Queen sudah berdiri di antara Daddy Men dan Mommy Stella.


"Kenapa agak lama nak?" tanya Mommy.


"Tadi gaun Queen tidak sengaja tersangkut handle pintu jadi agak lama melepaskannya" ucap Queen.


"Oh ya sudah! Ini perkenalkan dua Pria tampan ini adalah anak-anaknya tante Dania!" Mommy menunjuk dua Pria itu secara bergantian.


"Oh iya, perkenalkan saya Queen Vebiola Baranta" Queen mengulurkan tangannya untuk bersalaman pada Daniel terlebih dahulu.


Daniel pun menyambut tangan mungil itu sambil tersenyum ramah.


"Daniel Putra Mahesa dan ini adiknya kakak! kalian pernah bertemu sebelumnya" tunjuk Daniel pada Vanno sambil menyuruh memperkenalkan diri.


Queen menyerngitkan keningnya sebelum kemudian mengulurkan tangannya pada Vanno, dan disambut Vanno dengan wajah dingin.


"Vanno Putra Mahesa!" Jawab Vanno.


Sebenarnya mereka pernah bertemu sebelumnya, tapi tidak berkenalan karena mereka bertemu hanya sekilas.


"Mana pacarmu nak?" tanya Daddy Ken pada Daniel.


"Sepertinya tidak datang Om, karena ada urusan keluarga katanya!" jawab Daniel.


"Sayang sekali dia tidak bisa datang dipesta mu ini" sahut Papi Rangga.


"Keluarga lebih penting pi, karena mereka sangat jarang bertemu!"


"Memang orang tuanya kenapa?

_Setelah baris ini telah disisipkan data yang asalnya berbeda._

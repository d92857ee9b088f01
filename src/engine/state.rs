//! Running statistics carried between snapshots of one instrument

/// Smoothing coefficient for every exponential average
pub const DEFAULT_ALPHA: f64 = 0.05;

const SEED_AVG_SPREAD: f64 = 0.05;
const SEED_AVG_SPREAD_SQ: f64 = 0.0025;
const SEED_AVG_L1_VOL: f64 = 10.0;

/// Per-instrument engine state
///
/// Owned by exactly one engine. The metric computer is the only writer;
/// the anomaly detector only reads it.
#[derive(Debug, Clone, PartialEq)]
pub struct EngineState {
    /// Top of book from the previous accepted snapshot
    pub prev_best_bid: f64,
    pub prev_best_ask: f64,
    pub prev_bid_qty: f64,
    pub prev_ask_qty: f64,

    /// Exponentially smoothed spread
    pub avg_spread: f64,
    /// Exponentially smoothed squared spread, kept for variance estimates
    pub avg_spread_sq: f64,
    /// Exponentially smoothed average of best bid and best ask quantity
    pub avg_l1_vol: f64,

    alpha: f64,
}

impl EngineState {
    /// Create state with the seed averages
    pub fn new() -> Self {
        Self {
            prev_best_bid: 0.0,
            prev_best_ask: 0.0,
            prev_bid_qty: 0.0,
            prev_ask_qty: 0.0,
            avg_spread: SEED_AVG_SPREAD,
            avg_spread_sq: SEED_AVG_SPREAD_SQ,
            avg_l1_vol: SEED_AVG_L1_VOL,
            alpha: DEFAULT_ALPHA,
        }
    }

    pub fn alpha(&self) -> f64 {
        self.alpha
    }

    /// Whether a previous accepted tick exists to diff order flow against
    pub fn has_previous_tick(&self) -> bool {
        self.prev_best_bid > 0.0 && self.prev_best_ask > 0.0
    }

    /// Fold a valid spread into the spread averages
    pub(crate) fn update_spread(&mut self, spread: f64) {
        self.avg_spread = ewma(self.avg_spread, spread, self.alpha);
        self.avg_spread_sq = ewma(self.avg_spread_sq, spread * spread, self.alpha);
    }

    /// Fold the current average touch volume into `avg_l1_vol`
    pub(crate) fn update_l1_volume(&mut self, l1_volume: f64) {
        self.avg_l1_vol = ewma(self.avg_l1_vol, l1_volume, self.alpha);
    }

    pub(crate) fn remember_top(&mut self, bid: f64, ask: f64, bid_qty: f64, ask_qty: f64) {
        self.prev_best_bid = bid;
        self.prev_best_ask = ask;
        self.prev_bid_qty = bid_qty;
        self.prev_ask_qty = ask_qty;
    }
}

impl Default for EngineState {
    fn default() -> Self {
        Self::new()
    }
}

#[inline]
fn ewma(current: f64, sample: f64, alpha: f64) -> f64 {
    (1.0 - alpha) * current + alpha * sample
}

#[cfg(test)]
mod tests {
    use super::*;

    #[test]
    fn test_seed_values() {
        let state = EngineState::new();
        assert_eq!(state.avg_spread, 0.05);
        assert_eq!(state.avg_spread_sq, 0.0025);
        assert_eq!(state.avg_l1_vol, 10.0);
        assert_eq!(state.alpha(), 0.05);
        assert!(!state.has_previous_tick());
    }

    #[test]
    fn test_spread_average_converges() {
        let mut state = EngineState::new();
        for _ in 0..200 {
            state.update_spread(0.2);
        }
        // 0.95^200 leaves ~3.5e-5 of the seed gap
        assert!((state.avg_spread - 0.2).abs() < 1e-4);
        assert!((state.avg_spread_sq - 0.04).abs() < 1e-4);
    }

    #[test]
    fn test_l1_volume_update() {
        let mut state = EngineState::new();
        state.update_l1_volume(30.0);
        assert!((state.avg_l1_vol - 11.0).abs() < 1e-12);
    }
}
//! Prometheus metrics for the analytics pipeline

use prometheus::{Encoder, IntCounterVec, IntGaugeVec, Opts, Registry, TextEncoder};

use crate::engine::ProcessedResult;
use crate::error::Result;

/// Pipeline counters, registered on a private registry
pub struct Telemetry {
    registry: Registry,
    snapshots_processed: IntCounterVec,
    snapshots_rejected: IntCounterVec,
    anomalies: IntCounterVec,
    regime: IntGaugeVec,
}

impl Telemetry {
    pub fn new() -> Result<Self> {
        let registry = Registry::new();

        let snapshots_processed = IntCounterVec::new(
            Opts::new("analytics_snapshots_processed_total", "Snapshots processed"),
            &["symbol"],
        )?;
        let snapshots_rejected = IntCounterVec::new(
            Opts::new(
                "analytics_snapshots_rejected_total",
                "Snapshots that failed top-of-book validation",
            ),
            &["symbol"],
        )?;
        let anomalies = IntCounterVec::new(
            Opts::new("analytics_anomalies_total", "Anomalies flagged"),
            &["symbol", "type", "severity"],
        )?;
        let regime = IntGaugeVec::new(
            Opts::new("analytics_regime", "Current regime code (0 calm, 1 stressed)"),
            &["symbol"],
        )?;

        registry.register(Box::new(snapshots_processed.clone()))?;
        registry.register(Box::new(snapshots_rejected.clone()))?;
        registry.register(Box::new(anomalies.clone()))?;
        registry.register(Box::new(regime.clone()))?;

        Ok(Self {
            registry,
            snapshots_processed,
            snapshots_rejected,
            anomalies,
            regime,
        })
    }

    /// Record one processed snapshot
    pub fn record(&self, symbol: &str, result: &ProcessedResult, accepted: bool) {
        self.snapshots_processed.with_label_values(&[symbol]).inc();
        if !accepted {
            self.snapshots_rejected.with_label_values(&[symbol]).inc();
        }
        for anomaly in &result.anomalies {
            self.anomalies
                .with_label_values(&[symbol, anomaly.kind.as_str(), anomaly.severity.as_str()])
                .inc();
        }
        self.regime
            .with_label_values(&[symbol])
            .set(i64::from(result.regime));
    }

    /// Render all metrics in the Prometheus text format
    pub fn render(&self) -> Result<String> {
        let encoder = TextEncoder::new();
        let mut buffer = Vec::new();
        encoder.encode(&self.registry.gather(), &mut buffer)?;
        Ok(String::from_utf8_lossy(&buffer).into_owned())
    }
}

Apa ada masalah?" tanya Daddy Ken yang mulai mode kepo.


"Orang tuanya jarang kembali kerumah! Mereka selalu melakukan perjalanan bisnis keluar kota, bahkan keluar negeri!" jelas Daniel.

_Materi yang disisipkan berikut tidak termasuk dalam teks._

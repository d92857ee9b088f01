//! Parser module for Binance WebSocket messages
//!
//! Decodes partial book depth messages into engine snapshots.

use serde::{Deserialize, Deserializer};

use crate::engine::{Level, Snapshot};

/// Binance partial book depth message (`<symbol>@depth<N>@100ms`)
#[derive(Debug, Clone, Deserialize)]
pub struct DepthSnapshot {
    /// Last update ID
    #[serde(rename = "lastUpdateId")]
    pub last_update_id: u64,

    /// Bids, best first
    #[serde(deserialize_with = "deserialize_levels")]
    pub bids: Vec<Level>,

    /// Asks, best first
    #[serde(deserialize_with = "deserialize_levels")]
    pub asks: Vec<Level>,
}

impl DepthSnapshot {
    /// Build an engine snapshot stamped with `timestamp` (epoch ms)
    ///
    /// The mid price is taken from the touch; a one-sided book gets 0.0.
    pub fn into_snapshot(self, timestamp: i64) -> Snapshot {
        let mid_price = match (self.bids.first(), self.asks.first()) {
            (Some(bid), Some(ask)) => (bid.price + ask.price) / 2.0,
            _ => 0.0,
        };

        Snapshot {
            timestamp,
            mid_price,
            bids: self.bids,
            asks: self.asks,
        }
    }
}

/// Combined stream message wrapper
#[derive(Debug, Clone, Deserialize)]
pub struct StreamMessage {
    /// Stream name
    pub stream: String,

    /// Data payload
    pub data: serde_json::Value,
}

/// Parsed WebSocket message
#[derive(Debug, Clone)]
pub enum ParsedMessage {
    /// Depth snapshot, with the symbol when the stream name carried one
    Depth {
        symbol: Option<String>,
        depth: DepthSnapshot,
    },
    Unknown(String),
}

impl ParsedMessage {
    /// Parse a raw WebSocket message
    pub fn parse(raw: &str) -> Result<Self, serde_json::Error> {
        // Try to parse as stream message first (combined streams)
        if let Ok(stream_msg) = serde_json::from_str::<StreamMessage>(raw) {
            return Self::parse_stream_data(&stream_msg.stream, stream_msg.data);
        }

        // Single-stream connections deliver the payload bare
        if let Ok(depth) = serde_json::from_str::<DepthSnapshot>(raw) {
            return Ok(ParsedMessage::Depth { symbol: None, depth });
        }

        Ok(ParsedMessage::Unknown(raw.to_string()))
    }

    fn parse_stream_data(stream: &str, data: serde_json::Value) -> Result<Self, serde_json::Error> {
        if stream.contains("@depth") {
            let depth: DepthSnapshot = serde_json::from_value(data)?;
            Ok(ParsedMessage::Depth {
                symbol: symbol_from_stream(stream),
                depth,
            })
        } else {
            Ok(ParsedMessage::Unknown(data.to_string()))
        }
    }
}

/// Extract the upper-cased symbol from a stream name like `btcusdt@depth10@100ms`
pub fn symbol_from_stream(stream: &str) -> Option<String> {
    stream
        .split('@')
        .next()
        .filter(|s| !s.is_empty())
        .map(|s| s.to_uppercase())
}

/// Stream name for a symbol's partial depth feed
pub fn depth_stream_name(symbol: &str, levels: usize) -> String {
    format!("{}@depth{}@100ms", symbol.to_lowercase(), levels)
}

/// Custom deserializer for price levels from array of string pairs
fn deserialize_levels<'de, D>(deserializer: D) -> Result<Vec<Level>, D::Error>
where
    D: Deserializer<'de>,
{
    let raw: Vec<Vec<String>> = Deserialize::deserialize(deserializer)?;
    raw.into_iter()
        .map(|pair| {
            if pair.len() != 2 {
                return Err(serde::de::Error::custom("Invalid price level format"));
            }
            Ok(Level {
                price: pair[0].parse::<f64>().map_err(serde::de::Error::custom)?,
                volume: pair[1].parse::<f64>().map_err(serde::de::Error::custom)?,
            })
        })
        .collect()
}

"Hati-hati dalam menjaga pacarmu, dia hidup kesepian dirumah pasti akan sulit mengatasi semuanya sendirian. Jadi kau harus pandai-pandai menjaga kehormatannya untuk keluarga!" Daddy Ken memberi nasihat pada Daniel dan didengarkan langsung oleh Daniel.


"Terima kasih nasihatnya Om, Daniel pasti menjaganya demi keluarga!"

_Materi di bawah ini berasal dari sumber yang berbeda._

//! Snapshot validation and metric computation

use tracing::{debug, trace};

use super::{EngineState, ProcessedResult, Regime, Snapshot, TopOfBook};

/// Volume change that saturates order flow imbalance
const OFI_NORMALIZER: f64 = 1000.0;
/// Smallest top-of-book volume treated as non-empty
const MIN_TOTAL_VOLUME: f64 = 1e-9;
/// Divergence beyond which a directional bias is reported
const DIVERGENCE_THRESHOLD: f64 = 0.01;
const PROB_NEUTRAL: f64 = 50.0;
const PROB_UP: f64 = 60.0;
const PROB_DOWN: f64 = 40.0;
/// Spread above this multiple of its average is a stressed regime
const STRESS_MULTIPLIER: f64 = 2.0;

/// Compute the indicators for one snapshot and advance `state`
///
/// Never fails: empty or corrupt books produce [`ProcessedResult::neutral`]
/// and leave `state` untouched. A crossed or locked book reports a zero
/// spread but still yields flow, imbalance and microprice values.
pub fn process(snapshot: &Snapshot, state: &mut EngineState) -> ProcessedResult {
    evaluate(snapshot, state).0
}

/// Like [`process`], also returning the top of book when the snapshot was accepted
pub(crate) fn evaluate(
    snapshot: &Snapshot,
    state: &mut EngineState,
) -> (ProcessedResult, Option<TopOfBook>) {
    let mut result = ProcessedResult::neutral(snapshot);

    let Some(top) = TopOfBook::read(snapshot) else {
        debug!(
            timestamp = snapshot.timestamp,
            bid_levels = snapshot.bids.len(),
            ask_levels = snapshot.asks.len(),
            "Empty or corrupt top of book"
        );
        return (result, None);
    };

    if top.is_crossed() {
        debug!(
            best_bid = top.bid_price,
            best_ask = top.ask_price,
            "Crossed book, spread left at zero"
        );
    } else {
        let spread = top.ask_price - top.bid_price;
        result.spread = spread;
        state.update_spread(spread);
    }

    if state.has_previous_tick() {
        let bid_change = top.bid_qty - state.prev_bid_qty;
        let ask_change = top.ask_qty - state.prev_ask_qty;
        result.ofi = ((bid_change - ask_change) / OFI_NORMALIZER).clamp(-1.0, 1.0);
    }

    let total_qty = top.total_qty();
    if total_qty > MIN_TOTAL_VOLUME {
        result.obi = (top.bid_qty - top.ask_qty) / total_qty;
        // Equals (bid_qty * ask + ask_qty * bid) / total without overflowing the products
        let bid_weight = top.bid_qty / total_qty;
        result.microprice = top.bid_price + (top.ask_price - top.bid_price) * bid_weight;
    }

    result.divergence = result.microprice - snapshot.mid_price;
    result.directional_prob = directional_probability(result.divergence);

    // Compared against the average that already includes this tick's spread
    if result.spread > state.avg_spread * STRESS_MULTIPLIER {
        result.set_regime(Regime::Stressed);
    }

    state.remember_top(top.bid_price, top.ask_price, top.bid_qty, top.ask_qty);
    state.update_l1_volume(top.l1_volume());

    trace!(
        spread = result.spread,
        ofi = result.ofi,
        obi = result.obi,
        microprice = result.microprice,
        regime = result.regime_label.as_str(),
        "Snapshot processed"
    );

    (result, Some(top))
}

/// Coarse directional bias from microprice divergence
fn directional_probability(divergence: f64) -> f64 {
    if divergence.abs() > DIVERGENCE_THRESHOLD {
        if divergence > 0.0 {
            PROB_UP
        } else {
            PROB_DOWN
        }
    } else {
        PROB_NEUTRAL
    }
}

"Itu bagus untukmu son!" ucap Daddy ken sambil menepuk pundak Daniel pelan.


"Kalau begitu mari kita kesana, Pestanya akan kita mulai sebentar lagi!" ajak Mami Dania menunjuk kearah meja yang terdapat Cake Birthday yang lumayan besar terpajang disana.


Semua orang mengikuti ajakan Mami Dania dan mereka semua berkumpul untuk bersiap memulai.


"Sayang sini!" panggil Mami Dania kepada Daniel agar lebih mendekat kepadanya.


"Sekarang pesta akan di mulai, apalagi yang kau tunggu nak?" tanya Papi Rangga menimpali.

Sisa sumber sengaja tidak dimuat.